Good Hang with Amy Poehler · Lena Dunham · May 26, 2026
Dunham Says She Projected Onto Girls Characters to Escape Her Own Problems
Good Hang with Amy Poehler
Good Hang with Amy Poehler
Lena Dunham
"When we were on screen, that was the best thing ever. That was my escape from everything else that was happening in my mind. I always felt like I could open a door into being those people. I felt like my— whatever Lena's problems are go away, and like the, the problems of these particular people, which feel sort of light and inconsequential at the end of the day, took over."
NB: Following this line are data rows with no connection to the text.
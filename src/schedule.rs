/*
 *  schedule.rs
 *
 *  trackside - arrival & event schedule panel daemon
 *  (c) 2023-26 trackside contributors
 *
 *  Filtering and presentation helpers for the conference program feed:
 *  drop placeholder all-day blocks, keep upcoming or freshly started
 *  events, and format the "starts in" column.
 *
 *  This program is free software: you can redistribute it and/or modify
 *  it under the terms of the GNU General Public License as published by
 *  the Free Software Foundation, either version 3 of the License, or
 *  (at your option) any later version.
 *
 *  This program is distributed in the hope that it will be useful,
 *  but WITHOUT ANY WARRANTY; without even the implied warranty of
 *  MERCHANTABILITY or FITNESS FOR A PARTICULAR PURPOSE.  See the
 *  GNU General Public License for more details.
 *
 *  See <http://www.gnu.org/licenses/> to get a copy of the GNU General
 *  Public License.
 *
 */

use chrono::{DateTime, Duration, Utc};

/// One program entry, an immutable snapshot from one fetch.
#[derive(Debug, Clone, PartialEq)]
pub struct ScheduleEntry {
    pub title: String,
    pub track: String,
    pub room: String,
    pub start: DateTime<Utc>,
    pub duration: Duration,
}

/// Predicates applied to the raw feed before display.
#[derive(Debug, Clone, Copy)]
pub struct ScheduleFilter {
    /// Entries longer than this are placeholder blocks, not talks.
    pub max_duration: Duration,
    /// Grace window: an event that started less than this ago still
    /// counts as "ongoing" and stays listed.
    pub max_ongoing: Duration,
}

impl ScheduleFilter {
    /// Apply both predicates and return the working set sorted ascending
    /// by start time. Idempotent; the caller slices to page capacity.
    pub fn apply(&self, mut entries: Vec<ScheduleEntry>, now: DateTime<Utc>) -> Vec<ScheduleEntry> {
        entries.retain(|e| e.duration <= self.max_duration);
        entries.retain(|e| e.start >= now - self.max_ongoing);
        entries.sort_by_key(|e| e.start);
        entries
    }
}

/// Format seconds-until-start for the "starts in" column.
///
/// Rounded to the nearest minute; whole hours only once we are ten or
/// more hours out. Minute rounding carries into the hour field, so
/// 3599 s reads "1h0m" rather than "60m".
pub fn format_time_until(seconds: i64) -> String {
    if seconds < 0 {
        return format!("{}m ago", round_to_minutes(-seconds));
    }
    if seconds >= 36_000 {
        return format!("{}h", seconds / 3600);
    }
    let minutes = round_to_minutes(seconds);
    if minutes >= 60 {
        format!("{}h{}m", minutes / 60, minutes % 60)
    } else {
        format!("{}m", minutes)
    }
}

fn round_to_minutes(seconds: i64) -> i64 {
    (seconds + 30) / 60
}

/// Two-letter column code for a known track, else the uppercased first
/// two characters.
pub fn track_code(track: &str) -> String {
    let known = match track {
        "Digitalcourage" => "DC",
        "Live Music" => "LM",
        "Bits & Bäume" => "BB",
        "DJ Set" => "DJ",
        "CCC" => "C",
        "Nerds der OberRheinischen Tiefebene und der xHain (N\\:O:R:T:x)" => "NX",
        "Entertainment" => "E",
        "Performance" => "P",
        "Milliways" => "MW",
        _ => "",
    };
    if !known.is_empty() {
        return known.to_string();
    }
    track.chars().take(2).collect::<String>().to_uppercase()
}

/// Room names that will not fit the location column get a fixed
/// abbreviation.
pub fn room_label(room: &str) -> String {
    match room {
        "Digitalcourage" => "Dig.courage",
        "Bits & Bäume" => "Bits+Bäume",
        "Hardware Hacking Village" => "HW Hck Vlg",
        "Milliways Workshop Dome" => "MW Dome",
        other => other,
    }
    .to_string()
}

#[cfg(test)]
mod tests {
    use super::*;
    use chrono::TimeZone;

    fn t(secs: i64) -> DateTime<Utc> {
        Utc.timestamp_opt(1_700_000_000 + secs, 0).unwrap()
    }

    fn entry(title: &str, start_secs: i64, duration_mins: i64) -> ScheduleEntry {
        ScheduleEntry {
            title: title.to_string(),
            track: "CCC".to_string(),
            room: "Stage".to_string(),
            start: t(start_secs),
            duration: Duration::minutes(duration_mins),
        }
    }

    fn filter() -> ScheduleFilter {
        ScheduleFilter {
            max_duration: Duration::hours(2),
            max_ongoing: Duration::minutes(9),
        }
    }

    #[test]
    fn drops_overlong_entries() {
        let now = t(0);
        let entries = vec![entry("talk", 600, 45), entry("all day", 600, 10 * 60)];
        let kept = filter().apply(entries, now);
        assert_eq!(kept.len(), 1);
        assert_eq!(kept[0].title, "talk");
    }

    #[test]
    fn filtering_is_idempotent() {
        let now = t(0);
        let entries = vec![
            entry("a", 600, 45),
            entry("stale", -3600, 45),
            entry("b", 1200, 200),
        ];
        let once = filter().apply(entries, now);
        let twice = filter().apply(once.clone(), now);
        assert_eq!(once, twice);
    }

    #[test]
    fn keeps_ongoing_within_grace_window() {
        let now = t(0);
        let entries = vec![
            entry("just started", -5 * 60, 45),
            entry("long gone", -30 * 60, 45),
            entry("upcoming", 600, 45),
        ];
        let kept = filter().apply(entries, now);
        let titles: Vec<&str> = kept.iter().map(|e| e.title.as_str()).collect();
        assert_eq!(titles, vec!["just started", "upcoming"]);
    }

    #[test]
    fn sorted_non_decreasing_by_start() {
        let now = t(0);
        let entries = vec![
            entry("c", 1800, 45),
            entry("a", 300, 45),
            entry("b", 300, 30),
            entry("d", 900, 45),
        ];
        let kept = filter().apply(entries, now);
        for pair in kept.windows(2) {
            assert!(pair[0].start <= pair[1].start);
        }
        // sort is stable: equal starts keep feed order
        assert_eq!(kept[0].title, "a");
        assert_eq!(kept[1].title, "b");
    }

    #[test]
    fn time_until_formatting() {
        assert_eq!(format_time_until(-120), "2m ago");
        assert_eq!(format_time_until(90), "2m");
        assert_eq!(format_time_until(5400), "1h30m");
        assert_eq!(format_time_until(40000), "11h");
        // boundaries
        assert_eq!(format_time_until(0), "0m");
        assert_eq!(format_time_until(3599), "1h0m");
        assert_eq!(format_time_until(3600), "1h0m");
        assert_eq!(format_time_until(35999), "10h0m");
        assert_eq!(format_time_until(36000), "10h");
    }

    #[test]
    fn track_codes_and_room_labels() {
        assert_eq!(track_code("Digitalcourage"), "DC");
        assert_eq!(track_code("Milliways"), "MW");
        assert_eq!(track_code("workshops"), "WO");
        assert_eq!(room_label("Hardware Hacking Village"), "HW Hck Vlg");
        assert_eq!(room_label("Stage"), "Stage");
    }
}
Dunham told Poehler that acting in Girls served as psychological escape, allowing her to shed her own issues and inhabit characters whose problems felt lighter by comparison. She responded to Andrew Rannells's concern that the book made it seem she wasn't having fun, clarifying that on-screen time was joyful while everything surrounding it was difficult.

About this episode

On this episode of Good Hang, host Amy Poehler sat down with Lena Dunham, the creator of Girls, bestselling memoirist, and director of the upcoming Netflix rom-com Good Sex starring Natalie Portman and Rashida Jones. The wide-ranging conversation touched on Dunham's 40th birthday, chronic sleep anxiety inherited from both parents, her relationship with productivity and burnout, and her unusual pets including spoiled pigs and face-landing rabbits. A major revelation: Dunham has never rewatched a single episode of Girls since production wrapped, despite the show's cultural resurgence and Gen Z rediscovery on TikTok. Poehler suggested rewatching could be therapeutic and help dissolve self-criticism. Dunham also disclosed she walked away from a Great British Bake Off celebrity edition after producers expected her to master jam-making and baking science, practice crumpets nearly a dozen times, and operate ovens herself for 10-hour days. Natalie Portman appeared via remote to praise Dunham as one of the best directors she's worked with, highlighting Dunham's habit of giving astute, specific compliments rather than generic praise. The conversation explored the toxic productivity myth that dominated millennial culture, female friendship as portrayed in Girls, mentorship across generations, and Dunham's reflections on fame, chronic illness, and spoiled pig syndrome. Dunham discussed her close bond with Nora Ephron, who mentored her with both career wisdom and life curation tips like the exact Patagonia puffer to wear on set. The episode closed with detailed pig adoption advice and Dunham explaining her preferred social life: one or two friends on a couch, early departures, and texting afterward about how fun it was.